▸ **AIM OF THE TASK**
Which of the lines below include "indexed"? Each one should be copied out.

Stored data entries
------------------------------------------------------------------------

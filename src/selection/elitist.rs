use std::cmp::Ordering;

use crate::error::{Result, SourcingError};
use crate::rng::RandomNumberGenerator;
use crate::selection::selection_strategy::SelectionStrategy;

/// A selection strategy that keeps the cheapest individuals.
///
/// Individuals are sorted by ascending cost with a stable sort, so among equal
/// costs the one appearing first in the pool survives first. NaN costs sort
/// last. This is the survivor rule of the optimizer: parents and children are
/// pooled and the best `population_size` of them form the next generation.
///
/// # Examples
///
/// ```
/// use sourcing::selection::{ElitistSelection, SelectionStrategy};
/// use sourcing::error::Result;
///
/// fn main() -> Result<()> {
///     let costs = vec![0.5, 0.8, 0.3, 0.3];
///
///     let selection = ElitistSelection::new();
///     let selected = selection.select(&costs, 3, None)?;
///
///     assert_eq!(selected, vec![2, 3, 0]);
///
///     Ok(())
/// }
/// ```
#[derive(Debug, Clone, Default)]
pub struct ElitistSelection;

impl ElitistSelection {
    pub fn new() -> Self {
        Self
    }
}

fn ascending(a: f64, b: f64) -> Ordering {
    a.partial_cmp(&b).unwrap_or_else(|| {
        if a.is_nan() && b.is_nan() {
            Ordering::Equal
        } else if a.is_nan() {
            Ordering::Greater
        } else {
            Ordering::Less
        }
    })
}

impl SelectionStrategy for ElitistSelection {
    fn select(
        &self,
        costs: &[f64],
        num_to_select: usize,
        _rng: Option<&mut RandomNumberGenerator>,
    ) -> Result<Vec<usize>> {
        if costs.is_empty() {
            return Err(SourcingError::EmptyPopulation);
        }

        let mut indexed: Vec<usize> = (0..costs.len()).collect();
        indexed.sort_by(|&a, &b| ascending(costs[a], costs[b]));
        indexed.truncate(num_to_select);

        Ok(indexed)
    }
}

------------------------------------------------------------------------

▸ **ANSWER TO THIS TASK**
        let mut indexed: Vec<usize> = (0..costs.len()).collect();
        indexed.sort_by(|&a, &b| ascending(costs[a], costs[b]));
        indexed.truncate(num_to_select);
        Ok(indexed)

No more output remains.